WHAT TO DO
Using the data below, return every line that holds the word "issued".

START DATA FOR PROCESSING

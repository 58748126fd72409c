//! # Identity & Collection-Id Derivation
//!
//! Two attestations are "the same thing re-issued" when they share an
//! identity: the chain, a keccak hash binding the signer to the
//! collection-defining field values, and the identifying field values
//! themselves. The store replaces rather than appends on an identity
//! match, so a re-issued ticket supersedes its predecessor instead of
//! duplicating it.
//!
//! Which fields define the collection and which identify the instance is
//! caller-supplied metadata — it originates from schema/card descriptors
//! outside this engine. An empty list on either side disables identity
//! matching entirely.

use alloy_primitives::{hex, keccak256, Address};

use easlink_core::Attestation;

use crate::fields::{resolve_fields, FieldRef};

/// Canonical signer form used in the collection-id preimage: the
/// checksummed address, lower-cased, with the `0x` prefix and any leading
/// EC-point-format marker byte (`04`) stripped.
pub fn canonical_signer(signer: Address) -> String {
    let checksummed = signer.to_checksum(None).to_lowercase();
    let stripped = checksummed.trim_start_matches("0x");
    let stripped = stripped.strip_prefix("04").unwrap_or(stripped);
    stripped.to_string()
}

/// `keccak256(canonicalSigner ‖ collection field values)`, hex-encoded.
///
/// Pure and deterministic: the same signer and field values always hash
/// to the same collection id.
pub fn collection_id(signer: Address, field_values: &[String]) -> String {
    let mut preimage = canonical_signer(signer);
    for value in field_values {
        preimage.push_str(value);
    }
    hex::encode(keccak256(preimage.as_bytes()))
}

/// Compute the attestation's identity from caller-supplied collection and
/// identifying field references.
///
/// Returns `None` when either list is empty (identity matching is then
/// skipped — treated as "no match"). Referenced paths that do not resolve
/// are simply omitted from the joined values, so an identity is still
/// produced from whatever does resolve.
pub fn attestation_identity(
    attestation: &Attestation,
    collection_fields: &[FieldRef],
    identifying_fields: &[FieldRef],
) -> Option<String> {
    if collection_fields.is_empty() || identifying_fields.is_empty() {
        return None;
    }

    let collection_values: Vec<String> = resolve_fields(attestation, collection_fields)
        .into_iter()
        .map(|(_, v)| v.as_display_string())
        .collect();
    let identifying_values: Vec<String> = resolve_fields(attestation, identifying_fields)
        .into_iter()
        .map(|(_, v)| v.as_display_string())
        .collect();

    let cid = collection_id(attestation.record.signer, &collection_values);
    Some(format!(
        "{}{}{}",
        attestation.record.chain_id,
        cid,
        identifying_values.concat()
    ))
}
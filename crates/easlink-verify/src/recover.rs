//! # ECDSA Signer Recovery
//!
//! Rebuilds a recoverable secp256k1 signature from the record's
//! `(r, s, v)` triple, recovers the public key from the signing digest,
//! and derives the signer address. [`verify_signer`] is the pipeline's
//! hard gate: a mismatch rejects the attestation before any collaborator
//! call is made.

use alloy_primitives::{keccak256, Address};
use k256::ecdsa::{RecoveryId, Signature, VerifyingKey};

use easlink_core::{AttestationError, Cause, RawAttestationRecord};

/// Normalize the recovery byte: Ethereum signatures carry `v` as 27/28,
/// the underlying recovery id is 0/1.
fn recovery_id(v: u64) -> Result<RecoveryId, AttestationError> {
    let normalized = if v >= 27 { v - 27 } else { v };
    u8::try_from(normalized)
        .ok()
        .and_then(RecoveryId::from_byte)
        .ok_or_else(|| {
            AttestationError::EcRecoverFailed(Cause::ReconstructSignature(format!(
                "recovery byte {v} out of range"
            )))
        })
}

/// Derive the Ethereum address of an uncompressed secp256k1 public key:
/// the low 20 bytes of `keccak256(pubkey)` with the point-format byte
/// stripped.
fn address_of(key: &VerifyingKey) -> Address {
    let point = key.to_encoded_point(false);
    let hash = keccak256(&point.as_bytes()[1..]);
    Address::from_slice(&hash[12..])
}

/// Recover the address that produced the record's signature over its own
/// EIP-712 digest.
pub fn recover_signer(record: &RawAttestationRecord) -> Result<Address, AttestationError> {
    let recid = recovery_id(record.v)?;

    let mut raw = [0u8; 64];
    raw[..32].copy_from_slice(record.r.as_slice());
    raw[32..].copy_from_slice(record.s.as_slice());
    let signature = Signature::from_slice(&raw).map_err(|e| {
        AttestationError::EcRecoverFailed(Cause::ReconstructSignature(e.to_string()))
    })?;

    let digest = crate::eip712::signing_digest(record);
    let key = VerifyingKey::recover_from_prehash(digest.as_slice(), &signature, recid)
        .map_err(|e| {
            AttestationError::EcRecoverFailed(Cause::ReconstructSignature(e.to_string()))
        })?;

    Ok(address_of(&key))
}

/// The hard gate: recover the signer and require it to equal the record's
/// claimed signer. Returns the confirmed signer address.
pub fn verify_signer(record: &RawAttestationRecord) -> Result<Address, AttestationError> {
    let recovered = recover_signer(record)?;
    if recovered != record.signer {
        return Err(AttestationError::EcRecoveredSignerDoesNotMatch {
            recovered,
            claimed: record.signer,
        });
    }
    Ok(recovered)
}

END DATA FOR PROCESSING

TASK ANSWER
//! Two attestations are "the same thing re-issued" when they share an
//! match, so a re-issued ticket supersedes its predecessor instead of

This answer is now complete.